En esa atmósfera de renovación nació El Corno Emplumado, una revista que como usted dice “hizo historia”, aunque nunca se propuso hacer historia, nada más alejado de sus intenciones. Fueron muchas las revistas que “hicieron historia” documentando aquella aparición de la nueva poesía: Pájaro Cascabel, que editaron Thelma Nava, Luis Mario Schneider y Dionisio Morales; El Rehilete, con Margarita Peña; la Revista Mexicana de Literatura, en fin, muchas otras. De Argentina llegaba Eco Contemporáneo; de Venezuela, El Techo de la Ballena; de Cuba, Casa de las Américas; de Nicaragua, El Pez y la Serpiente. El movimiento era continental. La nueva poesía circulaba por todos nuestros países.

Mi experiencia como editor de la parte en español del Corno fue la de estar en el centro de un trabajo intenso, al lado de Margaret Randall, que era la editora en inglés (en el primer número hubo otro coeditor: Harve Wollin). Había que seleccionar el material que se publicaba, contestar el correo –en ciertos momentos unas quince cartas diarias, procedentes sobre todo de Estados Unidos y de Latinoamérica–, buscar los patrocinadores económicos, hacer antesalas, redactar solicitudes, leer manuscritos, más el trabajo de imprenta, corrección de pruebas, y la distribución: enviar paquetes de revistas, recorrer las librerías de la ciudad. En muchas ocasiones los amigos poetas que pasaban por la casa nos echaban la mano en tales tareas. Y paralelamente a todo ello, ganarnos la vida haciendo traducciones y otras talachas intelectuales. Esto es algo de lo que teníamos que hacer como editores del Corno.

–Al leer sus poemas es posible advertir que no se es el mismo después de leerlos. Javier Sicilia lo confirma: “Una poesía así trabajada desde lo más íntimo, nos transforma o no sirve para nada.”
–Es una lectura extremadamente generosa y abierta la que hacen Sicilia y usted de mis poemas. Se lo agradezco mucho. Por mi parte diré que la poesía nos ayuda a conectarnos con aspectos inéditos del mundo y del lenguaje. Y eso enriquece nuestras vidas, amplía nuestra comprensión de la realidad y nuestra percepción de la profundidad y belleza de todo lo creado. Esa es quizá la transformación a que se refiere Sicilia.
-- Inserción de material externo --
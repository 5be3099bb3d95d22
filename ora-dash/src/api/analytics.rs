//! Customer segments and product performance

use axum::{extract::State, Json};
use serde_json::Value;

use super::cached;
use crate::error::ApiResult;
use crate::AppState;

/// GET /api/analytics/segments
///
/// Customers bucketed by lifetime revenue: VIP (>= 1000), Regular (>= 100), New.
pub async fn customer_segmentation(State(state): State<AppState>) -> ApiResult<Json<Value>> {
    let aggs = state.aggregations.clone();
    cached(&state, "customer_segmentation", || async move {
        aggs.customer_segmentation().await
    })
    .await
}

/// GET /api/analytics/products
pub async fn product_performance(State(state): State<AppState>) -> ApiResult<Json<Value>> {
    let aggs = state.aggregations.clone();
    cached(&state, "product_performance", || async move {
        aggs.product_performance().await
    })
    .await
}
–En su obra hay meditación. ¿Podría hablar del impacto del budismo zen en su obra?
–El budismo nos enseña, entre otras cosas muy importantes, a percibir la interdependencia que existe entre todos los fenómenos de la naturaleza, de la creación entera. Y naturalmente, de nosotros como individuos formando parte de esa red interdependiente e interrelacionada que se extiende a través del tiempo y el espacio. Esto se llama “el principio de la dependencia original”. O sea que ninguna cosa, ser, o idea, puede llegar a la existencia independientemente. En el instante en que una cosa existe, tiene necesariamente conexiones con otras cosas que existieron en el pasado y que van a dejar de algún modo su huella en el futuro. Es esta visión de la estructura interconectada de todas las cosas la que modela la comprensión budista de nuestra relación con los seres humanos y con los fenómenos pasados, presentes y futuros. Esto lo he aprendido en mi contacto con el budismo zen, primero, y luego con el budismo laico Reiyukai, que practico actualmente, el cual sin duda ha influenciado todo lo que escribo y, más importante, todo lo que vivo.

–¿Qué es la poesía para Sergio Mondragón?
–La poesía es la quintaesencia del lenguaje, de la expresión. Y no sólo de la expresión humana, sino expresión de la naturaleza en general, alguno de cuyos destellos adquiere luego expresión escrita, nivel literario.

–¿Nos podría hablar de sus proyectos actuales, qué escribe actualmente?
–Escribo poemas en prosa y en verso, proyecto un libro con ese material, que se llamará Seres que no pesan
–En su Reencuentro con una amiga dice: “Pongo una fecha/ la recuesto en el tiempo/ vibra una hoja/ en la boca del libro/ bosques de calendarios/ se dan cita a las cinco/ sopla el viento de siempre/ vuelan los años atareados/ en fila hacia el encuentro/ surgen escenas desterradas/ al desván olvidado/ mientras corro a buscarte.”¿El poema sigue siendo el lugar de los encuentros?
–Sí. Lo dice usted muy bien. El poema sigue siendo el lugar de los encuentros. El lugar en que me encuentro conmigo mismo.